October 23rd, 2019 at 9:25 am
Re IMDB. useful, but untrustworthy as a definitive source. For example, The Christmas Kid, a film project shot in Almeria in 1965 with my involvement has something, of no consequence regarding Tab and Jeff Hunter. Impossible to correct. Going back to the Louis Hayward entry, it had in the section on biography, him playing twins in multiple films, which is untrue. I believe that has been corrected after half dozen or so notes, but frankly cannot bear the site. IMDB pro is much better. Less bull shit, but not perfect.
October 23rd, 2019 at 10:10 am
Walter Matthau played Beck in THE LAUGHING POLICEMAN with the name changed to Jake Martin from Martin Beck.

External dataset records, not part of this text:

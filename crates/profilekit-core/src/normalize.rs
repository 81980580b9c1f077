//! Well-known folder path normalization.
//!
//! Rewrites absolute filesystem and registry paths into the symbolic
//! placeholders understood by the rule engine, so that generated rules are
//! portable across machines.

use serde::{Deserialize, Serialize};

/// Placeholder for the 32-bit Program Files folder.
pub const PROGRAM_FILES_32_TOKEN: &str = "%ProgramFilesFolder32%";
/// Placeholder for the native Program Files folder.
pub const PROGRAM_FILES_64_TOKEN: &str = "%ProgramFilesFolder64%";
/// Placeholder for the all-users Start Menu folder.
pub const COMMON_START_MENU_TOKEN: &str = "%CommonStartMenuFolder%";
/// Placeholder for the ProgramData folder.
pub const COMMON_APP_DATA_TOKEN: &str = "%CommonAppDataFolder%";

/// Provider qualifier some tools put in front of registry paths.
const REGISTRY_QUALIFIER: &str = "Registry::";

/// Machine-dependent locations of the well-known folders.
#[derive(Debug, Clone, PartialEq, Eq, Serialize, Deserialize)]
pub struct KnownFolders {
    /// `C:\Program Files (x86)` on a stock 64-bit install.
    pub program_files_x86: String,
    /// `C:\Program Files` on a stock install.
    pub program_files: String,
    /// `C:\ProgramData\Microsoft\Windows\Start Menu` on a stock install.
    pub common_start_menu: String,
    /// `C:\ProgramData` on a stock install.
    pub program_data: String,
}

impl KnownFolders {
    /// Build from explicit roots. The Start Menu lives under ProgramData.
    pub fn new(
        program_files_x86: impl Into<String>,
        program_files: impl Into<String>,
        program_data: impl Into<String>,
    ) -> Self {
        let program_data = trim_separators(&program_data.into()).to_string();
        Self {
            program_files_x86: trim_separators(&program_files_x86.into()).to_string(),
            program_files: trim_separators(&program_files.into()).to_string(),
            common_start_menu: format!(r"{program_data}\Microsoft\Windows\Start Menu"),
            program_data,
        }
    }

    /// Read the roots from the process environment, falling back to the
    /// stock Windows locations.
    pub fn from_env() -> Self {
        let var = |name: &str, fallback: &str| {
            std::env::var(name)
                .ok()
                .filter(|v| !v.trim().is_empty())
                .unwrap_or_else(|| fallback.to_string())
        };
        Self::new(
            var("ProgramFiles(x86)", r"C:\Program Files (x86)"),
            var("ProgramFiles", r"C:\Program Files"),
            var("ProgramData", r"C:\ProgramData"),
        )
    }
}

impl Default for KnownFolders {
    fn default() -> Self {
        Self::new(
            r"C:\Program Files (x86)",
            r"C:\Program Files",
            r"C:\ProgramData",
        )
    }
}

/// A single prefix substitution.
#[derive(Debug, Clone)]
struct Rule {
    prefix: String,
    token: &'static str,
}

impl Rule {
    fn new(prefix: impl Into<String>, token: &'static str) -> Self {
        Self {
            prefix: prefix.into(),
            token,
        }
    }

    /// Replace the prefix if `path` starts with it on a component boundary.
    fn apply(&self, path: &str) -> Option<String> {
        let len = self.prefix.len();
        if len == 0 || path.len() < len || !path.is_char_boundary(len) {
            return None;
        }
        let (head, rest) = path.split_at(len);
        if !head.eq_ignore_ascii_case(&self.prefix) {
            return None;
        }
        if !(rest.is_empty() || rest.starts_with('\\') || rest.starts_with('/')) {
            return None;
        }
        Some(format!("{}{rest}", self.token))
    }
}

/// Maps absolute paths to well-known folder placeholders.
///
/// Rules are grouped into categories that are applied in order: registry
/// hive, then Program Files, then ProgramData. Inside a category the more
/// specific prefix comes first and only the first match is applied, so
/// `C:\Program Files (x86)\Foo` never picks up the 64-bit token.
#[derive(Debug, Clone)]
pub struct PathNormalizer {
    categories: Vec<Vec<Rule>>,
}

impl PathNormalizer {
    /// Create a normalizer for the given folder layout.
    pub fn new(folders: &KnownFolders) -> Self {
        let categories = vec![
            vec![
                Rule::new("HKEY_LOCAL_MACHINE", "HKLM"),
                Rule::new("HKEY_CURRENT_USER", "HKCU"),
            ],
            vec![
                Rule::new(&folders.program_files_x86, PROGRAM_FILES_32_TOKEN),
                Rule::new(&folders.program_files, PROGRAM_FILES_64_TOKEN),
            ],
            vec![
                Rule::new(&folders.common_start_menu, COMMON_START_MENU_TOKEN),
                Rule::new(&folders.program_data, COMMON_APP_DATA_TOKEN),
            ],
        ];
        Self { categories }
    }

    /// Normalizer for the current machine.
    pub fn from_env() -> Self {
        Self::new(&KnownFolders::from_env())
    }

    /// Normalize a path. Paths matching no rule are returned unchanged.
    pub fn normalize(&self, path: &str) -> String {
        let mut current = path.strip_prefix(REGISTRY_QUALIFIER).unwrap_or(path).to_string();
        for category in &self.categories {
            if let Some(replaced) = category.iter().find_map(|rule| rule.apply(&current)) {
                current = replaced;
            }
        }
        current
    }
}

impl Default for PathNormalizer {
    fn default() -> Self {
        Self::new(&KnownFolders::default())
    }
}

fn trim_separators(path: &str) -> &str {
    path.trim_end_matches(['\\', '/'])
}

#[cfg(test)]
mod tests {
    use super::*;

    #[test]
    fn test_x86_wins_over_program_files() {
        let normalizer = PathNormalizer::default();
        assert_eq!(
            normalizer.normalize(r"C:\Program Files (x86)\Foo\foo.exe"),
            r"%ProgramFilesFolder32%\Foo\foo.exe"
        );
        assert_eq!(
            normalizer.normalize(r"C:\Program Files\Foo"),
            r"%ProgramFilesFolder64%\Foo"
        );
    }

    #[test]
    fn test_start_menu_wins_over_program_data() {
        let normalizer = PathNormalizer::default();
        assert_eq!(
            normalizer.normalize(r"C:\ProgramData\Microsoft\Windows\Start Menu\Programs\Visio.lnk"),
            r"%CommonStartMenuFolder%\Programs\Visio.lnk"
        );
        assert_eq!(
            normalizer.normalize(r"C:\ProgramData\Microsoft\Office"),
            r"%CommonAppDataFolder%\Microsoft\Office"
        );
    }

    #[test]
    fn test_registry_hive() {
        let normalizer = PathNormalizer::default();
        assert_eq!(
            normalizer.normalize(r"HKEY_LOCAL_MACHINE\SOFTWARE\Classes\CLSID\{00000000}"),
            r"HKLM\SOFTWARE\Classes\CLSID\{00000000}"
        );
        assert_eq!(
            normalizer.normalize(r"Registry::HKEY_CURRENT_USER\Software\Visio"),
            r"HKCU\Software\Visio"
        );
    }

    #[test]
    fn test_case_insensitive_prefix() {
        let normalizer = PathNormalizer::default();
        assert_eq!(
            normalizer.normalize(r"c:\program files\Microsoft Office"),
            r"%ProgramFilesFolder64%\Microsoft Office"
        );
    }

    #[test]
    fn test_requires_component_boundary() {
        let normalizer = PathNormalizer::default();
        let path = r"C:\Program FilesBackup\Foo";
        assert_eq!(normalizer.normalize(path), path);
    }

    #[test]
    fn test_unmatched_passthrough() {
        let normalizer = PathNormalizer::default();
        for path in [r"D:\Apps\Visio.exe", r"\\server\share\x", "", "relative\\path"] {
            assert_eq!(normalizer.normalize(path), path);
        }
    }

    #[test]
    fn test_known_folders_trim_trailing_separator() {
        let folders = KnownFolders::new(r"E:\PF86\", r"E:\PF\", r"E:\PD\");
        assert_eq!(folders.program_files, r"E:\PF");
        assert_eq!(folders.common_start_menu, r"E:\PD\Microsoft\Windows\Start Menu");
        let normalizer = PathNormalizer::new(&folders);
        assert_eq!(normalizer.normalize(r"E:\PF86\a"), r"%ProgramFilesFolder32%\a");
    }
}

October 23rd, 2019 at 10:54 am
And Walter Matthau is a long time favorite of mine. I don’t know why I’ve never seen him in it.
I’ve also never watched any of the Beck series made for Swedish TV. Another huge gap in my viewing career!
October 23rd, 2019 at 10:51 am
Just a quick comment from a Swede: the name of Ingvar Hirdwall’s character isn’t actually “Grannen”, that’s just a description of him.
Granne = neighbour. 🙂
(Also, it’s Persbrandt, not Perbrandt.)
October 23rd, 2019 at 7:52 pm
Thanks, Christian. Sorry for the delay in replying. I had some brief computer problems, but I’m back online and I’ve made the corrections. Glad you spotted both errors!
October 23rd, 2019 at 3:35 pm
Bruce Dern basically played a character based on Gunvald Larsson in POLICEMAN’
October 23rd, 2019 at 4:09 pm
Just for completists, I recommend finding the two mystery novels written by Wahloo alone about Inspector Jensen, set in a bleak totalitarian near future Sweden. I like the Beck books, but really enjoyed the darker Jensen books where the bureaucratic interference and danger of upsetting the authorities make it even harder for Jensen to solve the case, the first of the two probably Wahloo’s best book (I’m not sure how much Sjowall contributed to the writing, but the series stopped when Wahloo died).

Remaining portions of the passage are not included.